He led Molly up through the Inner Sphere to the elevator. “Get ready to meet the Arena.”

“I thought the real Arena we couldn’t go to yet. This Nexus Arena.”

“In a way, yeah…” The elevator door slid open, and they walked into the foyer towards the door to the Upper Sphere. “But this is still part of the Arena, and the important thing about now is that you’ve arrived at night.

They stepped through the door… and Molly Tobin stopped dead.

Above the dark jungle, silhouetted against a distant horizon and spanning vision in all directions, was…

There still aren’t words, DuQuesne thought. Maybe my long-ago creator, that bombastic Doctor E.E. Smith, could have described it. But I can’t.

The sky of the Arena glowed above the Sphere of Humanity; a shimmering of clouds in the indescribable distance, flickering and flashing with lightning strokes that branched and stretched not for instants but long, long seconds of seething electrical fire, blue-white and fire-orange and gleaming pearlescent white against blue-black; a deep ruddy glow was visible in another direction, and against it a dark, trailing line of clouds edged in rose and blood. Directly above, a roiling, majestic sea of deep violet and velvet and sparking, shimmering blue. It was the sky of storms the size of worlds and of lights that might come from another world, a moon’s distance away in that impossible airy gulf, and faint, barely-seen movement that might be creatures, living beings that dared to live and fight and die and perhaps even think, wonder, and love in the endless spaces between Spheres.

“Oh… my.” Molly said finally.

“Yeah, that’s about all you can say. Or something like that. Even more if you’re here in the daytime first; looks pretty much like some place on Earth then, with the Luminaire up. You have to squint pretty hard to make out anything funny in the sky in the daytime. So then the sun goes down… and you suddenly know you ain’t in Kansas any more.”

“Or down the rabbit hole. This place seems just about that crazy.” She shook herself in a way that DuQuesne found amusingly familiar; most of the original visitors had done the same thing when recovering from a typical Arena shock. “So… besides that, what did you have for me?”

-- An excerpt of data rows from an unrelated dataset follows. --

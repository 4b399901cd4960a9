use std::collections::HashMap;
use std::sync::Arc;
use tokio::sync::{Mutex, RwLock};
use wahlomat_core::party::Party;
use wahlomat_core::session::Session;

/// In-memory registry of live sessions, keyed by session ID.
///
/// Each connected client owns exactly one entry. The per-session `Mutex` serializes the
/// actions of that client; different sessions never share state.
pub struct SessionRegistry {
    sessions: Arc<RwLock<HashMap<String, Arc<Mutex<Session>>>>>,
}

impl SessionRegistry {
    /// Creates a new empty registry.
    pub fn new() -> Self {
        Self {
            sessions: Arc::new(RwLock::new(HashMap::new())),
        }
    }

    /// Creates a session for a new client and returns its handle.
    ///
    /// # Arguments
    ///
    /// * `default_party` - Party preselected for the new session
    pub async fn create(&self, default_party: Party) -> (String, Arc<Mutex<Session>>) {
        let session = Session::new(default_party);
        let session_id = session.id().to_string();
        let created_at = session.created_at().to_string();
        let handle = Arc::new(Mutex::new(session));

        let mut sessions = self.sessions.write().await;
        sessions.insert(session_id.clone(), handle.clone());

        tracing::info!(
            "[SessionRegistry] Created session {} at {}",
            session_id,
            created_at
        );
        (session_id, handle)
    }

    /// Gets a session by ID.
    ///
    /// # Returns
    ///
    /// `Some(handle)` if the session is registered, `None` otherwise.
    pub async fn get(&self, session_id: &str) -> Option<Arc<Mutex<Session>>> {
        let sessions = self.sessions.read().await;
        sessions.get(session_id).cloned()
    }

    /// Removes a session when its client disconnects.
    ///
    /// # Returns
    ///
    /// `true` if a session was removed.
    pub async fn remove(&self, session_id: &str) -> bool {
        let mut sessions = self.sessions.write().await;
        let removed = sessions.remove(session_id).is_some();
        if removed {
            tracing::info!("[SessionRegistry] Removed session {}", session_id);
        }
        removed
    }

    pub async fn len(&self) -> usize {
        self.sessions.read().await.len()
    }

    pub async fn is_empty(&self) -> bool {
        self.sessions.read().await.is_empty()
    }
}

impl Default for SessionRegistry {
    fn default() -> Self {
        Self::new()
    }
}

She cocked her head, and even in the dim lighting he could see her sudden smile. “Oh, now, that is hopeful. A waterfall?”

“And a big one,” DuQuesne said with an answering smile. “We’ve diverted a tiny portion of it so far with what we could rig up, but I know you worked on studying hydro plants before. My best estimate on this fall is it’s close to two million liters a second.”

“That is pretty big,” she said. “I admit… I’m having trouble grasping this. We are on top of a spherical construct, right? What’s all this… world doing on top of it, if you know what I mean?”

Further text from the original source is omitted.